*BRIEF*:
Repeat the listing below word for word, stopping after the line that contains "use super::ElementId;".

*INFORMATION SUPPLIED*:
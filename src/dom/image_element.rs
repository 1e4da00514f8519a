//! Image elements handed out by the synthetic surface.
//!
//! Assigning a source starts decoding; completion is observable through
//! `complete()` or by awaiting `loaded()`, the same contract the hosted
//! renderer's texture loader expects from a browser image.

use super::ElementId;
use crate::{Error, Result};
use image::RgbaImage;
use std::sync::Arc;
use tokio::sync::watch;

#[derive(Debug, Clone)]
pub enum DecodeState {
    /// No source assigned yet
    Empty,
    Pending,
    Loaded(Arc<RgbaImage>),
    Failed(String),
}

#[derive(Debug, Clone)]
pub struct ImageElement {
    id: ElementId,
    state: watch::Receiver<DecodeState>,
}

impl ImageElement {
    pub(crate) fn new(id: ElementId) -> Self {
        let (_tx, rx) = watch::channel(DecodeState::Empty);
        Self { id, state: rx }
    }

    pub fn id(&self) -> ElementId {
        self.id
    }

    /// Assign encoded image bytes and start decoding.
    ///
    /// Decoding runs on the blocking pool when called inside a tokio runtime
    /// and inline otherwise. A later assignment supersedes an earlier one.
    pub fn set_source(&mut self, bytes: impl Into<Arc<[u8]>>) {
        let bytes: Arc<[u8]> = bytes.into();
        let (tx, rx) = watch::channel(DecodeState::Pending);
        self.state = rx;

        match tokio::runtime::Handle::try_current() {
            Ok(handle) => {
                handle.spawn_blocking(move || {
                    tx.send_replace(decode(&bytes));
                });
            }
            Err(_) => {
                tx.send_replace(decode(&bytes));
            }
        }
    }

    /// Whether decoding has finished, successfully or not
    pub fn complete(&self) -> bool {
        matches!(
            *self.state.borrow(),
            DecodeState::Loaded(_) | DecodeState::Failed(_)
        )
    }

    pub fn state(&self) -> DecodeState {
        self.state.borrow().clone()
    }

    /// Decoded pixels, once available
    pub fn bitmap(&self) -> Option<Arc<RgbaImage>> {
        match &*self.state.borrow() {
            DecodeState::Loaded(img) => Some(img.clone()),
            _ => None,
        }
    }

    /// Natural width; 0 until decoded
    pub fn width(&self) -> u32 {
        self.bitmap().map(|b| b.width()).unwrap_or(0)
    }

    /// Natural height; 0 until decoded
    pub fn height(&self) -> u32 {
        self.bitmap().map(|b| b.height()).unwrap_or(0)
    }

    /// Wait for decoding to finish.
    pub async fn loaded(&self) -> Result<Arc<RgbaImage>> {
        let mut rx = self.state.clone();
        let state = rx
            .wait_for(|s| !matches!(s, DecodeState::Pending))
            .await
            .map_err(|_| Error::EncodeError("image decoder went away".into()))?
            .clone();
        match state {
            DecodeState::Loaded(img) => Ok(img),
            DecodeState::Failed(e) => Err(Error::EncodeError(e)),
            DecodeState::Empty | DecodeState::Pending => {
                Err(Error::Other("image element has no source".into()))
            }
        }
    }
}

fn decode(bytes: &[u8]) -> DecodeState {
    match image::load_from_memory(bytes) {
        Ok(img) => DecodeState::Loaded(Arc::new(img.to_rgba8())),
        Err(e) => DecodeState::Failed(e.to_string()),
    }
}

#[cfg(test)]
mod tests {
    use super::*;
    use image::{ImageOutputFormat, Rgba};
    use std::io::Cursor;

    fn png_bytes(w: u32, h: u32) -> Vec<u8> {
        let img = RgbaImage::from_pixel(w, h, Rgba([10, 20, 30, 255]));
        let mut out = Cursor::new(Vec::new());
        image::DynamicImage::ImageRgba8(img)
            .write_to(&mut out, ImageOutputFormat::Png)
            .unwrap();
        out.into_inner()
    }

    #[test]
    fn decodes_inline_without_runtime() {
        let mut el = ImageElement::new(1);
        assert!(!el.complete());
        assert_eq!(el.width(), 0);
        el.set_source(png_bytes(4, 2));
        assert!(el.complete());
        assert_eq!((el.width(), el.height()), (4, 2));
    }

    #[tokio::test]
    async fn decodes_on_blocking_pool_inside_runtime() {
        let mut el = ImageElement::new(2);
        el.set_source(png_bytes(3, 3));
        let bitmap = el.loaded().await.unwrap();
        assert_eq!(bitmap.get_pixel(1, 1), &Rgba([10, 20, 30, 255]));
        assert!(el.complete());
    }

    #[tokio::test]
    async fn garbage_source_fails() {
        let mut el = ImageElement::new(3);
        el.set_source(vec![1u8, 2, 3, 4]);
        assert!(matches!(el.loaded().await, Err(Error::EncodeError(_))));
        assert!(el.complete());
        assert!(el.bitmap().is_none());
    }
}
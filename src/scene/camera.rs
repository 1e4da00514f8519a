use glam::{EulerRot, Mat4, Quat, Vec3};

/// Perspective camera with GL clip conventions.
///
/// Rotation is composed yaw (Y), then pitch (X), then roll (Z, always zero).
/// With zero yaw and pitch the camera looks down -Z.
#[derive(Debug, Clone, PartialEq)]
pub struct PerspectiveCamera {
    pub position: Vec3,
    pub rotation: Quat,
    /// Vertical field of view, degrees
    pub fov: f32,
    pub aspect: f32,
    pub near: f32,
    pub far: f32,
}

impl PerspectiveCamera {
    pub fn new(fov: f32, aspect: f32, near: f32, far: f32) -> Self {
        Self {
            position: Vec3::ZERO,
            rotation: Quat::IDENTITY,
            fov,
            aspect,
            near,
            far,
        }
    }

    /// Place the camera at `position` looking along `yaw`/`pitch` (radians).
    pub fn set_pose(&mut self, position: Vec3, yaw: f32, pitch: f32) {
        self.position = position;
        self.rotation = Quat::from_euler(EulerRot::YXZ, yaw, pitch, 0.0);
    }

    pub fn forward(&self) -> Vec3 {
        self.rotation * Vec3::NEG_Z
    }

    pub fn view_matrix(&self) -> Mat4 {
        Mat4::from_rotation_translation(self.rotation, self.position).inverse()
    }

    pub fn projection_matrix(&self) -> Mat4 {
        Mat4::perspective_rh_gl(self.fov.to_radians(), self.aspect, self.near, self.far)
    }

    pub fn view_proj(&self) -> Mat4 {
        self.projection_matrix() * self.view_matrix()
    }
}

#[cfg(test)]
mod tests {
    use super::*;
    use std::f32::consts::FRAC_PI_2;

    fn approx(a: Vec3, b: Vec3) -> bool {
        (a - b).length() < 1e-5
    }

    #[test]
    fn zero_pose_looks_down_negative_z() {
        let cam = PerspectiveCamera::new(75.0, 16.0 / 9.0, 0.1, 1000.0);
        assert!(approx(cam.forward(), Vec3::NEG_Z));
    }

    #[test]
    fn yaw_turns_left_pitch_tilts_up() {
        let mut cam = PerspectiveCamera::new(75.0, 1.0, 0.1, 1000.0);
        cam.set_pose(Vec3::ZERO, FRAC_PI_2, 0.0);
        assert!(approx(cam.forward(), Vec3::NEG_X));

        cam.set_pose(Vec3::ZERO, 0.0, FRAC_PI_2);
        assert!(approx(cam.forward(), Vec3::Y));
    }

    #[test]
    fn point_ahead_projects_to_center() {
        let mut cam = PerspectiveCamera::new(75.0, 640.0 / 360.0, 0.1, 1000.0);
        cam.set_pose(Vec3::new(10.0, 65.6, 10.0), 0.0, 0.0);
        let clip = cam.view_proj() * Vec3::new(10.0, 65.6, 0.0).extend(1.0);
        let ndc = clip.truncate() / clip.w;
        assert!(ndc.x.abs() < 1e-4 && ndc.y.abs() < 1e-4);
        assert!(ndc.z > -1.0 && ndc.z < 1.0);
    }
}
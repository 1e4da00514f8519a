use super::light::{shade, Light};
use crate::assets::{tile_uv, BlockPalette};
use crate::gl::Vertex;
use crate::world_view::{ChunkColumn, CHUNK_SIZE};
use glam::Vec3;

struct Face {
    offset: [i32; 3],
    /// Bottom-left, bottom-right, top-right, top-left as seen from outside
    corners: [[f32; 3]; 4],
}

const FACES: [Face; 6] = [
    Face {
        offset: [1, 0, 0],
        corners: [[1.0, 0.0, 1.0], [1.0, 0.0, 0.0], [1.0, 1.0, 0.0], [1.0, 1.0, 1.0]],
    },
    Face {
        offset: [-1, 0, 0],
        corners: [[0.0, 0.0, 0.0], [0.0, 0.0, 1.0], [0.0, 1.0, 1.0], [0.0, 1.0, 0.0]],
    },
    Face {
        offset: [0, 1, 0],
        corners: [[0.0, 1.0, 1.0], [1.0, 1.0, 1.0], [1.0, 1.0, 0.0], [0.0, 1.0, 0.0]],
    },
    Face {
        offset: [0, -1, 0],
        corners: [[0.0, 0.0, 0.0], [1.0, 0.0, 0.0], [1.0, 0.0, 1.0], [0.0, 0.0, 1.0]],
    },
    Face {
        offset: [0, 0, 1],
        corners: [[0.0, 0.0, 1.0], [1.0, 0.0, 1.0], [1.0, 1.0, 1.0], [0.0, 1.0, 1.0]],
    },
    Face {
        offset: [0, 0, -1],
        corners: [[1.0, 0.0, 0.0], [0.0, 0.0, 0.0], [0.0, 1.0, 0.0], [1.0, 1.0, 0.0]],
    },
];

/// Triangulate one column in world space.
///
/// Faces between two solid blocks of the same column are skipped; faces on
/// the column boundary are always emitted.
pub fn build_column_mesh(column: &ChunkColumn, palette: &BlockPalette, lights: &[Light]) -> Vec<Vertex> {
    let base_x = column.pos.x * CHUNK_SIZE;
    let base_z = column.pos.z * CHUNK_SIZE;
    let face_light: Vec<Vec3> = FACES
        .iter()
        .map(|f| shade(lights, Vec3::new(f.offset[0] as f32, f.offset[1] as f32, f.offset[2] as f32)))
        .collect();

    let mut out = Vec::new();
    for layer in 0..column.height as i32 {
        let y = column.min_y + layer;
        for z in 0..CHUNK_SIZE {
            for x in 0..CHUNK_SIZE {
                let id = column.block(x, y, z);
                if palette.is_air(id) {
                    continue;
                }
                let tint = palette.tint(id);
                let (uv_min, uv_max) = tile_uv(palette.tile(id));
                let uvs = [
                    [uv_min[0], uv_max[1]],
                    [uv_max[0], uv_max[1]],
                    [uv_max[0], uv_min[1]],
                    [uv_min[0], uv_min[1]],
                ];

                for (face, light) in FACES.iter().zip(&face_light) {
                    let (nx, ny, nz) = (x + face.offset[0], y + face.offset[1], z + face.offset[2]);
                    let inside = (0..CHUNK_SIZE).contains(&nx) && (0..CHUNK_SIZE).contains(&nz);
                    if inside && !palette.is_air(column.block(nx, ny, nz)) {
                        continue;
                    }
                    let color = [
                        tint[0] as f32 / 255.0 * light.x,
                        tint[1] as f32 / 255.0 * light.y,
                        tint[2] as f32 / 255.0 * light.z,
                        1.0,
                    ];
                    let corner = |i: usize| Vertex {
                        position: [
                            (base_x + x) as f32 + face.corners[i][0],
                            y as f32 + face.corners[i][1],
                            (base_z + z) as f32 + face.corners[i][2],
                        ],
                        uv: uvs[i],
                        color,
                    };
                    out.extend([corner(0), corner(1), corner(2), corner(0), corner(2), corner(3)]);
                }
            }
        }
    }
    out
}

#[cfg(test)]
mod tests {
    use super::*;
    use crate::assets::block;
    use crate::world_view::ChunkPos;

    fn lights() -> Vec<Light> {
        vec![
            Light::ambient([0.8; 3], 0.6),
            Light::directional([1.0; 3], 0.5, [0.0, 1.0, 0.0]),
        ]
    }

    #[test]
    fn lone_block_has_six_faces() {
        let mut col = ChunkColumn::empty(ChunkPos::new(0, 0), 0, 4);
        col.set_block(5, 1, 5, block::STONE);
        let mesh = build_column_mesh(&col, &BlockPalette::for_version("1.20.4"), &lights());
        assert_eq!(mesh.len(), 36);
    }

    #[test]
    fn shared_face_inside_column_is_culled() {
        let mut col = ChunkColumn::empty(ChunkPos::new(2, -1), 0, 4);
        col.set_block(5, 1, 5, block::STONE);
        col.set_block(5, 2, 5, block::DIRT);
        let mesh = build_column_mesh(&col, &BlockPalette::for_version("1.20.4"), &lights());
        assert_eq!(mesh.len(), 60);
        // world-space placement
        assert!(mesh.iter().all(|v| v.position[0] >= 37.0 && v.position[0] <= 38.0));
        assert!(mesh.iter().all(|v| v.position[2] >= -11.0 && v.position[2] <= -10.0));
    }

    #[test]
    fn boundary_faces_are_kept() {
        let mut col = ChunkColumn::empty(ChunkPos::new(0, 0), 0, 1);
        col.set_block(0, 0, 0, block::STONE);
        col.set_block(1, 0, 0, block::STONE);
        let mesh = build_column_mesh(&col, &BlockPalette::for_version("1.20.4"), &lights());
        assert_eq!(mesh.len(), 10 * 6);
    }

    #[test]
    fn top_faces_are_brighter_than_bottom() {
        let mut col = ChunkColumn::empty(ChunkPos::new(0, 0), 0, 3);
        col.set_block(3, 1, 3, block::STONE);
        let mesh = build_column_mesh(&col, &BlockPalette::for_version("1.20.4"), &lights());
        // face order: +X, -X, +Y, -Y, ...
        let top = mesh[12].color[0];
        let bottom = mesh[18].color[0];
        assert!(top > bottom);
    }
}
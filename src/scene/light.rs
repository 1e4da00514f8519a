use glam::Vec3;

/// Scene light. Only the two kinds the capture pipeline adds are modelled.
#[derive(Debug, Clone, Copy, PartialEq)]
pub enum Light {
    Ambient {
        color: Vec3,
        intensity: f32,
    },
    Directional {
        color: Vec3,
        intensity: f32,
        /// Points toward the light source
        direction: Vec3,
    },
}

impl Light {
    pub fn ambient(color: [f32; 3], intensity: f32) -> Self {
        Light::Ambient {
            color: Vec3::from(color),
            intensity,
        }
    }

    pub fn directional(color: [f32; 3], intensity: f32, from: [f32; 3]) -> Self {
        Light::Directional {
            color: Vec3::from(color),
            intensity,
            direction: Vec3::from(from).normalize_or_zero(),
        }
    }

    /// Contribution to a surface with outward `normal`
    pub fn contribution(&self, normal: Vec3) -> Vec3 {
        match *self {
            Light::Ambient { color, intensity } => color * intensity,
            Light::Directional {
                color,
                intensity,
                direction,
            } => color * intensity * normal.dot(direction).max(0.0),
        }
    }
}

/// Summed lighting for a face, clamped to 1.0 per channel.
pub fn shade(lights: &[Light], normal: Vec3) -> Vec3 {
    lights
        .iter()
        .fold(Vec3::ZERO, |acc, l| acc + l.contribution(normal))
        .min(Vec3::ONE)
}

#[cfg(test)]
mod tests {
    use super::*;

    #[test]
    fn directional_light_ignores_faces_turned_away() {
        let sun = Light::directional([1.0; 3], 0.5, [0.0, 1.0, 0.0]);
        assert_eq!(sun.contribution(Vec3::NEG_Y), Vec3::ZERO);
        assert!((sun.contribution(Vec3::Y).x - 0.5).abs() < 1e-6);
    }

    #[test]
    fn shade_sums_and_clamps() {
        let lights = [
            Light::ambient([0.8; 3], 0.6),
            Light::directional([1.0; 3], 0.5, [0.0, 1.0, 0.0]),
        ];
        let top = shade(&lights, Vec3::Y);
        assert!((top.x - 0.98).abs() < 1e-5);
        let bottom = shade(&lights, Vec3::NEG_Y);
        assert!((bottom.x - 0.48).abs() < 1e-5);
        let bright = [Light::ambient([1.0; 3], 2.0)];
        assert_eq!(shade(&bright, Vec3::X), Vec3::ONE);
    }
}
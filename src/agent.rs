//! Agent state as seen from the game-protocol session.
//!
//! The protocol session itself (login, chunk streaming, entity bookkeeping)
//! lives outside this crate. It is consumed through [`AgentSource`], which
//! hands out immutable snapshots taken at call time.

use crate::chat::ChatInstruction;
use crate::world_view::ChunkSource;
use serde::{Deserialize, Serialize};
use std::sync::Arc;

/// First window slot of the hotbar in the player inventory window.
pub const HOTBAR_WINDOW_START: u16 = 36;
/// Number of hotbar slots.
pub const HOTBAR_SLOTS: u8 = 9;

/// World-space position of the agent's feet
#[derive(Debug, Clone, Copy, PartialEq, Default, Serialize, Deserialize)]
pub struct Position {
    pub x: f64,
    pub y: f64,
    pub z: f64,
}

impl Position {
    pub fn new(x: f64, y: f64, z: f64) -> Self {
        Self { x, y, z }
    }

    pub fn distance_to(&self, other: &Position) -> f64 {
        let (dx, dy, dz) = (self.x - other.x, self.y - other.y, self.z - other.z);
        (dx * dx + dy * dy + dz * dz).sqrt()
    }
}

/// One occupied hotbar slot
#[derive(Debug, Clone, PartialEq, Serialize, Deserialize)]
pub struct HotbarItem {
    pub name: String,
    pub count: u32,
    /// Hotbar index, 0..=8
    pub slot: u8,
}

/// Immutable view of the agent used to drive the camera and the HUD
#[derive(Debug, Clone, PartialEq, Serialize, Deserialize)]
pub struct AgentSnapshot {
    pub position: Position,
    /// Radians
    pub yaw: f32,
    /// Radians
    pub pitch: f32,
    /// 0..=20
    pub health: f32,
    /// 0..=20
    pub food: f32,
    /// Active hotbar index, 0..=8
    pub hotbar_slot: u8,
    pub hotbar: Vec<HotbarItem>,
}

impl AgentSnapshot {
    /// Build the hotbar from full inventory contents, keeping only items that
    /// sit in the hotbar window slots.
    pub fn hotbar_from_inventory(items: &[InventoryItem]) -> Vec<HotbarItem> {
        items
            .iter()
            .filter_map(|item| {
                let idx = item.slot.checked_sub(HOTBAR_WINDOW_START)?;
                (idx < u16::from(HOTBAR_SLOTS)).then(|| HotbarItem {
                    name: item.name.clone(),
                    count: item.count,
                    slot: idx as u8,
                })
            })
            .collect()
    }

    /// The item in hotbar slot `index`, if any
    pub fn hotbar_item(&self, index: u8) -> Option<&HotbarItem> {
        self.hotbar.iter().find(|i| i.slot == index)
    }
}

/// Item in the agent inventory window
#[derive(Debug, Clone, PartialEq, Serialize, Deserialize)]
pub struct InventoryItem {
    pub name: String,
    pub count: u32,
    /// Window slot index
    pub slot: u16,
}

/// Entity near the agent
#[derive(Debug, Clone, PartialEq, Serialize, Deserialize)]
pub struct NearbyEntity {
    #[serde(rename = "type")]
    pub kind: String,
    pub position: Position,
    pub distance: f64,
}

/// Non-visual state snapshot exposed alongside the image
#[derive(Debug, Clone, PartialEq, Serialize, Deserialize)]
#[serde(rename_all = "camelCase")]
pub struct Observation {
    pub position: Option<Position>,
    pub yaw: f32,
    pub pitch: f32,
    pub health: f32,
    pub food: f32,
    pub inventory: Vec<InventoryItem>,
    pub entities: Vec<NearbyEntity>,
    pub time: u32,
    pub game_mode: String,
}

/// Entities further away than this are left out of observations.
pub const ENTITY_RADIUS: f64 = 32.0;

impl Observation {
    /// Keep entities within [`ENTITY_RADIUS`] of `origin` and fill in distances.
    pub fn nearby_entities(
        origin: &Position,
        entities: impl IntoIterator<Item = (String, Position)>,
    ) -> Vec<NearbyEntity> {
        entities
            .into_iter()
            .filter_map(|(kind, position)| {
                let distance = origin.distance_to(&position);
                (distance < ENTITY_RADIUS).then_some(NearbyEntity {
                    kind,
                    position,
                    distance,
                })
            })
            .collect()
    }
}

/// Boundary to the external game-protocol session.
///
/// Implementations must be cheap to query; snapshots are taken once per
/// capture and never cached by the bridge.
pub trait AgentSource: Send + Sync {
    /// Whether the agent currently has a live entity in the world
    fn is_connected(&self) -> bool;

    /// Account name, if logged in
    fn username(&self) -> Option<String>;

    /// Protocol/game version identifier used to pick block assets
    fn version(&self) -> Option<String>;

    /// Current agent state, `None` when the entity does not exist
    fn snapshot(&self) -> Option<AgentSnapshot>;

    /// Full observation for remote controllers
    fn observation(&self) -> Option<Observation>;

    /// Streamed world data
    fn world(&self) -> Arc<dyn ChunkSource>;

    /// Chat lines received since the last call, oldest first
    fn take_chat(&self) -> Vec<ChatInstruction> {
        Vec::new()
    }
}
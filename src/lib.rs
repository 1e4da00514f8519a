//! povbridge
//!
//! Headless first-person capture for a live voxel game session. The crate
//! hosts a retained-mode scene renderer inside a synthetic display surface,
//! drives it through an off-screen graphics context, reads the frame back,
//! fixes its row order and alpha, and composites a HUD from the agent's
//! current state.
//!
//! # Features
//!
//! - **gpu** (default): `wgpu` context with no window or surface attached
//! - **Software context**: always available CPU rasterizer with the same API
//! - **Graceful degradation**: every capture answers, falling back to a blank
//!   frame while the session is bootstrapping or when a pass fails
//!
//! # Example
//!
//! ```no_run
//! use std::sync::Arc;
//! use povbridge::{Backend, Bridge, BridgeConfig};
//! use povbridge::demo::{FlatWorld, SimulatedAgent};
//!
//! # fn main() -> Result<(), Box<dyn std::error::Error>> {
//! let bridge = Bridge::new(BridgeConfig::default(), Backend::software())?;
//! let agent = Arc::new(SimulatedAgent::new("Agent", Arc::new(FlatWorld::default())));
//! bridge.agent_spawned_blocking(agent)?;
//!
//! let response = bridge.capture_blocking()?;
//! assert!(response.success);
//! assert_eq!((response.width, response.height), (640, 360));
//! # Ok(())
//! # }
//! ```

use serde::Deserialize;
use std::path::PathBuf;
use std::time::Duration;

pub mod error;
pub use error::{Error, Result};

pub mod agent;
pub mod assets;
pub mod bridge;
pub mod capture;
pub mod chat;
pub mod demo;
pub mod dom;
pub mod gl;
pub mod hud;
pub mod scene;
pub mod server;
pub mod session;
pub mod world_view;

pub use agent::{AgentSnapshot, AgentSource, HotbarItem, Observation, Position};
pub use bridge::{Backend, Bridge, ViewerStatus};
pub use capture::{CaptureOutcome, CaptureResponse, CompositedImage, DegradedReason, FrameBuffer};

/// Configuration for the capture pipeline
///
/// Every fixed parameter of the pipeline lives here. The defaults match the
/// wire contract remote controllers expect: a 640x360 JPEG at quality 90,
/// four-chunk view radius, 1.6 unit eye height.
///
/// # Examples
///
/// ```
/// let cfg = povbridge::BridgeConfig::default();
/// assert_eq!(cfg.viewport.width, 640);
/// assert_eq!(cfg.jpeg_quality, 90);
/// ```
#[derive(Debug, Clone, Deserialize)]
#[serde(default)]
pub struct BridgeConfig {
    /// Output frame dimensions (also the synthetic surface size)
    pub viewport: Viewport,
    /// JPEG quality, 1..=100
    pub jpeg_quality: u8,
    /// Chunk window radius, in chunks
    pub view_distance: u32,
    /// Camera height above the agent's feet
    pub eye_height: f32,
    /// Near clip plane
    pub near: f32,
    /// Far clip plane
    pub far: f32,
    /// Vertical field of view in degrees
    pub fov_degrees: f32,
    /// Delay between the agent spawning and renderer bootstrap
    #[serde(with = "millis")]
    pub spawn_delay: Duration,
    /// Delay between renderer construction and the session being marked ready
    #[serde(with = "millis")]
    pub settle_delay: Duration,
    /// Uniform color of the fallback frame
    pub fallback_color: [u8; 3],
    /// Clear color behind the world geometry
    pub sky_color: [u8; 3],
    /// Scene lights added at bootstrap
    pub lighting: LightingConfig,
    /// Optional directory of per-version block atlases
    pub asset_dir: Option<PathBuf>,
}

impl Default for BridgeConfig {
    fn default() -> Self {
        Self {
            viewport: Viewport::default(),
            jpeg_quality: 90,
            view_distance: 4,
            eye_height: 1.6,
            near: 0.1,
            far: 1000.0,
            fov_degrees: 75.0,
            spawn_delay: Duration::from_millis(2000),
            settle_delay: Duration::from_millis(1500),
            fallback_color: [0, 0, 0],
            sky_color: [120, 167, 255],
            lighting: LightingConfig::default(),
            asset_dir: None,
        }
    }
}

impl BridgeConfig {
    /// Load a configuration from a JSON file. Missing keys keep their defaults.
    pub fn from_json_file(path: impl AsRef<std::path::Path>) -> Result<Self> {
        let raw = std::fs::read_to_string(path.as_ref())?;
        let cfg: BridgeConfig = serde_json::from_str(&raw)
            .map_err(|e| Error::ConfigError(format!("{}: {}", path.as_ref().display(), e)))?;
        cfg.validate()?;
        Ok(cfg)
    }

    /// Reject configurations the pipeline cannot honor.
    pub fn validate(&self) -> Result<()> {
        if self.viewport.width == 0 || self.viewport.height == 0 {
            return Err(Error::ConfigError("viewport dimensions must be non-zero".into()));
        }
        if !(1..=100).contains(&self.jpeg_quality) {
            return Err(Error::ConfigError(format!(
                "jpeg_quality must be within 1..=100, got {}",
                self.jpeg_quality
            )));
        }
        if !(self.near > 0.0 && self.near < self.far) {
            return Err(Error::ConfigError(format!(
                "clip planes must satisfy 0 < near < far, got {}/{}",
                self.near, self.far
            )));
        }
        if self.view_distance == 0 {
            return Err(Error::ConfigError("view_distance must be at least 1".into()));
        }
        Ok(())
    }
}

/// Viewport dimensions
#[derive(Debug, Clone, Copy, PartialEq, Eq, Deserialize)]
pub struct Viewport {
    pub width: u32,
    pub height: u32,
}

impl Default for Viewport {
    fn default() -> Self {
        Self {
            width: 640,
            height: 360,
        }
    }
}

/// Ambient + directional light parameters
///
/// Both lights are fixed so the world stays readable regardless of the
/// in-game time of day.
#[derive(Debug, Clone, Copy, PartialEq, Deserialize)]
#[serde(default)]
pub struct LightingConfig {
    pub ambient_color: [f32; 3],
    pub ambient_intensity: f32,
    pub directional_color: [f32; 3],
    pub directional_intensity: f32,
    /// Direction the light travels from (points toward the light source)
    pub directional_from: [f32; 3],
}

impl Default for LightingConfig {
    fn default() -> Self {
        Self {
            ambient_color: [0.8, 0.8, 0.8],
            ambient_intensity: 0.6,
            directional_color: [1.0, 1.0, 1.0],
            directional_intensity: 0.5,
            directional_from: [1.0, 1.0, 0.5],
        }
    }
}

mod millis {
    use serde::{Deserialize, Deserializer};
    use std::time::Duration;

    pub fn deserialize<'de, D>(deserializer: D) -> std::result::Result<Duration, D::Error>
    where
        D: Deserializer<'de>,
    {
        let ms = u64::deserialize(deserializer)?;
        Ok(Duration::from_millis(ms))
    }
}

*ANSWER FOR THE TASK*:
filename src/dom/image_element.rs
repository 1e4da00514f8519a
//! Image elements handed out by the synthetic surface.
//!
//! Assigning a source starts decoding; completion is observable through
//! `complete()` or by awaiting `loaded()`, the same contract the hosted
//! renderer's texture loader expects from a browser image.

use super::ElementId;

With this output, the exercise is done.